李铸，李立，冉江华，张升宁，刘静，刘滇生，李来邦，陈娟

昆明市第一人民医院，昆明医学院附属甘美医院肝胆胰一病区，云南省昆明市 650011

出版日期:2010-12-03 发布日期:2010-12-03
通讯作者: 李立，博士，昆明市第一人民医院肝胆胰一病区，云南省昆明市 650011 ynkmlili@yahoo.com.cn
作者简介:李铸☆，男，1976年生，陕西省汉中市人，汉族，2010年昆明医学院毕业，博士，主治医师。 lllllzhu@126.com
基金资助:
云南省科技厅基金项目(2007CA-007)的支持，项目名称：多脏器联合移植重大关键技术的研究及应用示范。

Liposome-mediated pBLAST2-hHGF plasmid transfection in Lewis rat hepatic oval cells

Li Zhu, Li Li, Ran Jiang-hua, Zhang Sheng-ning, Liu Jing, Liu Dian-sheng, Li Lai-bang, Chen Juan

First Endemic Area of Liver, Gall and Pancreas, Ganmei Hospital Affiliated to Kunming Medical University, Kunming First People’s Hospital, Kunming 650011, Yunnan Province, China

Online:2010-12-03 Published:2010-12-03
Contact: Li Li, Doctor, First Endemic Area of Liver, Gall and Pancreas, Ganmei Hospital Affiliated to Kunming Medical University, Kunming First People’s Hospital, Kunming 650011, Yunnan Province, China ynkmlili@yahoo.com.cn
About author:Li Zhu☆, Doctor, Attending physician, First Endemic Area of Liver, Gall and Pancreas, Ganmei Hospital Affiliated to Kunming Medical University, Kunming First People’s Hospital, Kunming 650011, Yunnan Province, China lllllzhu@126.com
Supported by:
the Grant of Department of Science and Technology of Yunnan Province, No. 2007CA-007*

摘要/Abstract

摘要：

背景：在体外将外源基因导入肝细胞相当困难，而利用肝脏干细胞导入外源性基因较为容易。
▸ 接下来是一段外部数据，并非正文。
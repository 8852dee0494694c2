//! Contract Invariant Tests
//!
//! These tests verify the non-negotiable guarantees.

use iconforge_core::{
    config::{IconMetadata, Platform, ProjectConfig, SkipList},
    hashing::canonical_json,
    manifest::{assemble, manifest_order, IconRecord},
    provenance::{ProvenanceRecord, ProvenanceResolver, ProvenanceSource},
    BuildConfig, BuildPipeline, ColorNormalizer, IconSource, PipelineError,
};
use chrono::{DateTime, Utc};
use std::fs;
use std::path::Path;

const ICON: &str = r#"<svg xmlns="http://www.w3.org/2000/svg" viewBox="0 0 24 24"><path d="M0 0h24v24H0z" fill="black"/></svg>"#;

fn normalize(doc: &str) -> String {
    ColorNormalizer::new(&SkipList::default()).normalize(doc).markup
}

fn record(name: &str, ts: i64) -> IconRecord {
    IconRecord::new(
        &IconSource::new(Path::new("icons"), &format!("{}.svg", name)),
        &ProjectConfig::default(),
        ProvenanceRecord::from_instant(
            DateTime::<Utc>::from_timestamp_millis(ts).unwrap(),
            ProvenanceSource::Filesystem,
        ),
        "icons",
    )
}

fn pipeline_for(root: &Path) -> BuildPipeline {
    BuildPipeline::new(BuildConfig {
        input_dir: root.join("icons"),
        out_dir: root.join("sprite"),
        config_dir: root.join("config"),
        use_history: false,
        ..BuildConfig::default()
    })
}

fn write_icon(root: &Path, rel: &str) {
    let path = root.join("icons").join(rel);
    fs::create_dir_all(path.parent().unwrap()).unwrap();
    fs::write(path, ICON).unwrap();
}

#[cfg(feature = "test-hooks")]
#[test]
fn invariant_assemble_calls_validate() {
    use iconforge_core::validation::get_validation_call_count;

    let root = Path::new("/virtual");
    let sources = vec![IconSource::new(root, "close.svg"), IconSource::new(root, "Close.svg")];
    let before = get_validation_call_count();
    // Invalid names fail before provenance is ever consulted.
    let err = assemble(
        &sources,
        &ProjectConfig::default(),
        &ProvenanceResolver::filesystem_only(),
        "icons",
    )
    .unwrap_err();
    assert!(matches!(err, PipelineError::ValidationFailed(_)));
    assert!(get_validation_call_count() > before);
}

#[test]
fn invariant_manifest_refuses_invalid_names() {
    let root = Path::new("/virtual");
    let sources = vec![IconSource::new(root, "Bad_Name.svg")];
    let result = assemble(&sources, &ProjectConfig::default(), &ProvenanceResolver::filesystem_only(), "icons");

    // Must fail - validation is enforced
    let err = result.unwrap_err();
    assert!(err.to_string().contains("Validation failed"));
}

#[test]
fn invariant_invalid_names_write_nothing() {
    let dir = tempfile::tempdir().unwrap();
    write_icon(dir.path(), "ok-icon.svg");
    write_icon(dir.path(), "Not_Kebab.svg");

    let err = pipeline_for(dir.path()).run().unwrap_err();
    assert!(matches!(err, PipelineError::ValidationFailed(_)));
    assert!(!dir.path().join("sprite").exists());
}

#[test]
fn invariant_mask_content_never_rewritten() {
    let doc = r##"<svg><symbol id="eye"><mask id="m"><rect fill="#000000"/><circle fill="black"/></mask><path fill="black" mask="url(#m)"/></symbol></svg>"##;
    let out = normalize(doc);

    assert!(out.contains(r##"<mask id="m"><rect fill="#000000"/><circle fill="black"/></mask>"##));
    assert!(out.contains(r#"<path fill="currentColor" mask="url(#m)"/>"#));
}

#[test]
fn invariant_skip_listed_symbol_keeps_black() {
    let doc = r#"<svg><symbol id="logo"><path fill="black"/></symbol></svg>"#;
    let skip = SkipList::from_entries(["logo.svg"]);
    assert_eq!(ColorNormalizer::new(&skip).normalize(doc).markup, doc);
}

#[test]
fn invariant_normalizer_idempotent() {
    let doc = r##"<svg><symbol id="a"><mask><p fill="#000"/></mask><p fill="black"/><p stroke="#000000"/></symbol><symbol id="b"><p FILL="BLACK"/></symbol></svg>"##;
    let once = normalize(doc);
    let twice = normalize(&once);
    assert_eq!(once, twice);
}

#[test]
fn invariant_no_residue_for_any_mask_count() {
    let docs = [
        r#"<symbol id="z"><p fill="black"/></symbol>"#,
        r#"<symbol id="o"><mask><p fill="black"/></mask><p fill="black"/></symbol>"#,
        r#"<symbol id="m"><mask><a fill="black"/></mask><mask><b fill="black"/></mask><mask><c fill="black"/></mask></symbol>"#,
    ];
    let expected_rewrites = [1, 1, 0];

    for (doc, rewrites) in docs.iter().zip(expected_rewrites) {
        let out = normalize(doc);
        // Each rewrite swaps `black` for `currentColor`; nothing else may change length.
        let grown = "currentColor".len() - "black".len();
        assert_eq!(out.len(), doc.len() + rewrites * grown, "{}", out);
        assert_eq!(out.matches("<mask>").count(), doc.matches("<mask>").count());
        assert_eq!(out.matches("</mask>").count(), doc.matches("</mask>").count());
    }
}

#[test]
fn invariant_manifest_order() {
    let mut icons = vec![record("b", 100), record("zeta", 300), record("alpha", 300)];
    icons.sort_by(manifest_order);

    let names: Vec<_> = icons.iter().map(|i| i.name.as_str()).collect();
    assert_eq!(names, vec!["alpha", "zeta", "b"]);
}

#[test]
fn invariant_missing_metadata_defaults() {
    let icon = record("close", 0);
    let json = serde_json::to_value(&icon).unwrap();

    assert_eq!(json["platforms"], serde_json::json!(["default"]));
    assert_eq!(json["keywords"], serde_json::json!([]));
    assert_eq!(json["legacyIdentifiers"], serde_json::json!([]));
    assert_eq!(json["semanticColors"], serde_json::json!([]));
    assert!(json["note"].is_null());
    assert!(json["category"].is_null());
}

#[test]
fn invariant_default_platform_is_web_eligible() {
    assert!(IconMetadata::default().is_web_eligible());
    assert_eq!(IconMetadata::default().platforms, vec![Platform::Default]);
}

#[test]
fn invariant_canonical_json_deterministic() {
    use serde_json::json;

    let obj1 = json!({"z": 1, "a": 2, "m": {"b": 1, "a": 2}});
    let obj2 = json!({"a": 2, "m": {"a": 2, "b": 1}, "z": 1});

    // Must be identical despite different input ordering
    assert_eq!(canonical_json(&obj1).unwrap(), canonical_json(&obj2).unwrap());
}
目前大鼠肝卵圆细胞增殖模型的建立已较为成熟，但作为原代细胞，肝卵圆细胞的稳定培养和传代是较为困难的。
目的：建立pBLAST2-hHGF质粒稳定转染大鼠肝卵圆细胞的细胞株，观察转染细胞的生物学特性。
方法：取稳定培养的第4代雄性Lewis大鼠肝卵圆细胞，采用脂质体介导DNA转染的方法将pBLAST2-hHGF质粒转染到肝卵圆细胞，然后在倒置显微镜下观察转染细胞的形态变化、细胞增殖情况，检测细胞转染后的增殖分化能力，确定转染细胞的稳定培养条件，使用western blot和ELISA方法检测转染细胞hHGF蛋白的表达。
结果与结论：第4代以脂质体介导成功转染pBLAST2-hHGF质粒的肝卵圆细胞在培养基中添加不同剂量和种类细胞因子的条件下转染细胞可稳定传代14代，其形态与未转染细胞比较无明显变化，但生长增殖速度明显快于未转染细胞，去除培养液中的生长因子后pBLAST2-Hhgf/肝卵圆细胞迅速分化为肝细胞和胆管上皮细胞，western blot方法检测转染细胞有hHGF蛋白表达，ELISA法检测培养液中hHGF蛋白含量高。结果提示，使用脂质体介导pBLAST2-hHGF质粒转染肝卵圆细胞方法可靠，转染细胞稳定培养并传代次数长于肝卵圆细胞，转染细胞具备分泌hHGF的能力，可用于后续研究。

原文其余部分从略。